----- MATERIAL SUPPLIED

//! Error types for the skirmish simulation.
//!
//! Only construction, configuration and IO failures travel as [`GameError`]
//! through `?`. Failures inside a turn (insufficient energy, no spawn cell,
//! malformed actions) are converted to no-op outcomes by the engine so that
//! a turn always completes.

use thiserror::Error;

use crate::team::Team;

/// Result type alias using [`GameError`].
pub type Result<T> = std::result::Result<T, GameError>;

/// Top-level error type for all simulation errors.
#[derive(Debug, Error)]
pub enum GameError {
    /// Position lies outside the grid.
    #[error("Position ({x}, {y}) is outside the map")]
    InvalidPosition {
        /// X coordinate.
        x: i32,
        /// Y coordinate.
        y: i32,
    },

    /// Unit kind code does not name one of the five kinds.
    #[error("Invalid unit kind code: {0}")]
    InvalidUnitKind(i32),

    /// Unit identifier not present in the world.
    #[error("Unit not found: {0}")]
    UnitNotFound(u64),

    /// Base index does not exist for the team.
    #[error("Unknown base {index} for {team}")]
    UnknownBase {
        /// Owning team.
        team: Team,
        /// Index into the team's base list.
        index: usize,
    },

    /// Not enough energy for a purchase.
    #[error("Insufficient energy for {team}: need {required}, have {available}")]
    InsufficientEnergy {
        /// Purchasing team.
        team: Team,
        /// Cost of the purchase.
        required: i32,
        /// Balance at the time of the attempt.
        available: i32,
    },

    /// No walkable, unoccupied cell near the base.
    #[error("No spawn cell available near ({x}, {y})")]
    NoSpawnCell {
        /// Base X coordinate.
        x: i32,
        /// Base Y coordinate.
        y: i32,
    },

    /// Action payload could not be parsed.
    #[error("Malformed action: {0}")]
    MalformedAction(String),

    /// Configuration file could not be parsed.
    #[error("Failed to parse config: {0}")]
    ConfigParse(#[from] ron::error::SpannedError),

    /// Underlying IO failure.
    #[error("IO error: {0}")]
    Io(#[from] std::io::Error),

    /// Invalid game state.
    #[error("Invalid game state: {0}")]
    InvalidState(String),

    /// Replay diverged from its recording.
    #[error("Replay desync at turn {turn}: expected hash {expected}, got {actual}")]
    ReplayDesync {
        /// Turn where the check ran.
        turn: u32,
        /// Recorded hash.
        expected: u64,
        /// Hash produced by playback.
        actual: u64,
    },
}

----------

▸ **WORK INSTRUCTIONS**:
From beginning to end, the data must be duplicated exactly.

▸ **PROBLEM SOLUTION**:
//! Error types for the skirmish simulation.
//!
//! Only construction, configuration and IO failures travel as [`GameError`]
//! through `?`. Failures inside a turn (insufficient energy, no spawn cell,
//! malformed actions) are converted to no-op outcomes by the engine so that
//! a turn always completes.

use thiserror::Error;

use crate::team::Team;

/// Result type alias using [`GameError`].
pub type Result<T> = std::result::Result<T, GameError>;

/// Top-level error type for all simulation errors.
#[derive(Debug, Error)]
pub enum GameError {
    /// Position lies outside the grid.
    #[error("Position ({x}, {y}) is outside the map")]
    InvalidPosition {
        /// X coordinate.
        x: i32,
        /// Y coordinate.
        y: i32,
    },

    /// Unit kind code does not name one of the five kinds.
    #[error("Invalid unit kind code: {0}")]
    InvalidUnitKind(i32),

    /// Unit identifier not present in the world.
    #[error("Unit not found: {0}")]
    UnitNotFound(u64),

    /// Base index does not exist for the team.
    #[error("Unknown base {index} for {team}")]
    UnknownBase {
        /// Owning team.
        team: Team,
        /// Index into the team's base list.
        index: usize,
    },

    /// Not enough energy for a purchase.
    #[error("Insufficient energy for {team}: need {required}, have {available}")]
    InsufficientEnergy {
        /// Purchasing team.
        team: Team,
        /// Cost of the purchase.
        required: i32,
        /// Balance at the time of the attempt.
        available: i32,
    },

    /// No walkable, unoccupied cell near the base.
    #[error("No spawn cell available near ({x}, {y})")]
    NoSpawnCell {
        /// Base X coordinate.
        x: i32,
        /// Base Y coordinate.
        y: i32,
    },

    /// Action payload could not be parsed.
    #[error("Malformed action: {0}")]
    MalformedAction(String),

    /// Configuration file could not be parsed.
    #[error("Failed to parse config: {0}")]
    ConfigParse(#[from] ron::error::SpannedError),

    /// Underlying IO failure.
    #[error("IO error: {0}")]
    Io(#[from] std::io::Error),

    /// Invalid game state.
    #[error("Invalid game state: {0}")]
    InvalidState(String),

    /// Replay diverged from its recording.
    #[error("Replay desync at turn {turn}: expected hash {expected}, got {actual}")]
    ReplayDesync {
        /// Turn where the check ran.
        turn: u32,
        /// Recorded hash.
        expected: u64,
        /// Hash produced by playback.
        actual: u64,
    },
}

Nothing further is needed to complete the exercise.